Six Reasons Ethereum Is Valuable in 2024. Ethereum has surpassed the six-year mark. Despite the short duration from its introduction on July 30, 2015, a great deal has transpired. Ethereum has become the most popular blockchain network, and its native coin, ether, has risen to the position of second most prominent cryptocurrency in terms of market value and daily volume. In honor of Ethereum’s sixth birthday, we look at six things that make it valuable in and of itself.

1) Smart Contract Capability

1) Smart Contract Capability

Built on top of its cryptocurrency, Ethereum allows programmatic intelligent contracts and apps to run. With the ability to execute smart contracts, the Ethereum blockchain powers decentralized apps (DApps) such as decentralized finance (DeFi) or nonfungible tokens (NFTs), and real-world use cases are starting to emerge and maintain value.

Distributed applications (DApps) are intelligent contracts designed for one-time and repeatable tasks. As of June 2021, Ethereum has more than 3,000 DApps live. This surpasses the sum of all decentralized applications (DApps) implemented on all other general-purpose blockchain platforms globally put together. In 2020, about 90% of the blockchain’s transaction volumes were generated by the top 10 DApps, according to industry tracker DappRadar.

DeFi is a catalyst that is highly optimistic for Ethereum.
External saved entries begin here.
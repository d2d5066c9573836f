use std::cmp::Ordering;
use std::collections::{BinaryHeap, HashMap, HashSet};
use std::time::Instant;

use strum::{Display, VariantArray};

use crate::checker::ConstraintChecker;
use crate::result::SolveOutcome;
use crate::state::PuzzleState;

/// Admissible lower bounds on the number of increment actions still needed
/// to reach a goal from a partial assignment.
///
/// All values are expressed in half-bridge units (twice the bound) so that
/// f-scores stay integral and expansion order is exact; `Deficit` would
/// otherwise take half-integer values.
#[derive(Copy, Clone, Debug, Eq, PartialEq, Hash, Display, VariantArray)]
pub enum Heuristic {
    /// Half the summed positive remaining degrees: one increment feeds at
    /// most two islands.
    Deficit,
    /// Components of the current bridge graph minus one: each merge takes at
    /// least one increment.
    MinConnectivity,
    /// Demand exceeding the count of unsaturated incident corridors forces
    /// double bridges; summed, halved, rounded up.
    Bottleneck,
    /// Pointwise maximum of the other three; dominates each and stays
    /// admissible because each component bound is independently valid.
    Composite,
}

impl Heuristic {
    /// Evaluate this bound for `state`, in half-bridge units.
    pub fn evaluate(&self, state: &PuzzleState<'_>) -> u64 {
        match self {
            Self::Deficit => state.deficit(),
            Self::MinConnectivity => 2 * (state.component_count() as u64 - 1),
            Self::Bottleneck => {
                let grid = state.grid();
                let mut excess: u64 = 0;
                for island in grid.islands() {
                    let remaining = state.remaining_degree(island.id);
                    if remaining <= 0 {
                        continue;
                    }
                    let unsaturated = grid
                        .corridors_incident_to(island.id)
                        .iter()
                        .filter(|&&corridor| state.corridor_value(corridor) < 2)
                        .count() as i64;
                    excess += remaining.saturating_sub(unsaturated).max(0) as u64;
                }
                // 2 * ceil(excess / 2)
                excess + (excess & 1)
            }
            Self::Composite => [Self::Deficit, Self::MinConnectivity, Self::Bottleneck]
                .into_iter()
                .map(|heuristic| heuristic.evaluate(state))
                .max()
                .unwrap_or(0),
        }
    }
}

/// Frontier entry ordered as a min-heap on (f-score, insertion sequence).
/// The sequence counter makes expansion order deterministic across runs.
struct Frontier<'g> {
    f: u64,
    seq: u64,
    g: u64,
    state: PuzzleState<'g>,
}

impl PartialEq for Frontier<'_> {
    fn eq(&self, other: &Self) -> bool {
        self.f == other.f && self.seq == other.seq
    }
}

impl Eq for Frontier<'_> {}

impl PartialOrd for Frontier<'_> {
    fn partial_cmp(&self, other: &Self) -> Option<Ordering> {
        Some(self.cmp(other))
    }
}

impl Ord for Frontier<'_> {
    fn cmp(&self, other: &Self) -> Ordering {
        // reversed so the std max-heap pops the smallest entry
        other
            .f
            .cmp(&self.f)
            .then_with(|| other.seq.cmp(&self.seq))
    }
}

/// Best-first search over partial assignments.
///
/// Expansion branches only over corridors incident to the island with the
/// smallest positive remaining degree, incrementing one corridor by one per
/// branch; the dense multiplicity vector is the deduplication signature.
pub struct AStarSolver<'c, 'g> {
    checker: &'c ConstraintChecker<'g>,
    heuristic: Heuristic,
}

impl<'c, 'g> AStarSolver<'c, 'g> {
    /// A solver guided by the given heuristic.
    pub fn new(checker: &'c ConstraintChecker<'g>, heuristic: Heuristic) -> Self {
        Self { checker, heuristic }
    }

    /// Search from `initial`, reporting `Solved` on the first goal popped or
    /// `Failed` once the frontier empties. Expanded-node count is reported
    /// under the `expanded` metric.
    pub fn solve(&self, initial: PuzzleState<'g>) -> SolveOutcome<'g> {
        let started = Instant::now();
        let grid = initial.grid();

        let mut g_score: HashMap<Vec<u8>, u64> = HashMap::new();
        let mut closed: HashSet<Vec<u8>> = HashSet::new();
        let mut open = BinaryHeap::new();
        let mut seq: u64 = 0;
        let mut expanded: u64 = 0;

        g_score.insert(initial.bridges().to_vec(), 0);
        open.push(Frontier {
            f: self.heuristic.evaluate(&initial),
            seq,
            g: 0,
            state: initial,
        });

        while let Some(entry) = open.pop() {
            let signature = entry.state.bridges().to_vec();
            if closed.contains(&signature) {
                continue;
            }
            if entry.state.is_goal() {
                return SolveOutcome::solved(entry.state, started.elapsed())
                    .with_metric("expanded", expanded);
            }
            closed.insert(signature);
            expanded += 1;

            // every island satisfied but the graph disconnected: a dead end,
            // since increments can only overshoot from here
            let Some(island) = entry.state.most_constrained_island() else {
                continue;
            };

            for &corridor in grid.corridors_incident_to(island) {
                let current = entry.state.corridor_value(corridor);
                if current >= 2 {
                    continue;
                }
                let (a, b) = grid.corridor(corridor).islands;
                if entry.state.remaining_degree(a) < 1 || entry.state.remaining_degree(b) < 1 {
                    continue;
                }

                let mut next = entry.state.clone();
                next.set_corridor_value(corridor, current + 1).unwrap();
                let tentative = entry.g + 1;
                let signature = next.bridges().to_vec();
                if tentative >= g_score.get(&signature).copied().unwrap_or(u64::MAX) {
                    continue;
                }
                if !self.checker.is_valid(&next) {
                    continue;
                }

                g_score.insert(signature, tentative);
                seq += 1;
                open.push(Frontier {
                    f: 2 * tentative + self.heuristic.evaluate(&next),
                    seq,
                    g: tentative,
                    state: next,
                });
            }
        }

        SolveOutcome::failed(started.elapsed()).with_metric("expanded", expanded)
    }
}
Because it underpins so many decentralized financial cryptocurrencies, Ethereum is essentially a byword for decentralized finance. With over 200,000 ERC tokens, Ethereum is home to a number of cryptocurrencies that rank among the top 100. Without intermediaries like banks, DeFi members may buy and sell assets directly with one another, and the platform also provides a way to creatively unlock value for things like payments, loans, insurance, and more. Retail customers will likely flock to the DeFi space due to its accessibility and the allure of more significant interest rates. More than $65 billion in assets are still held by DeFi.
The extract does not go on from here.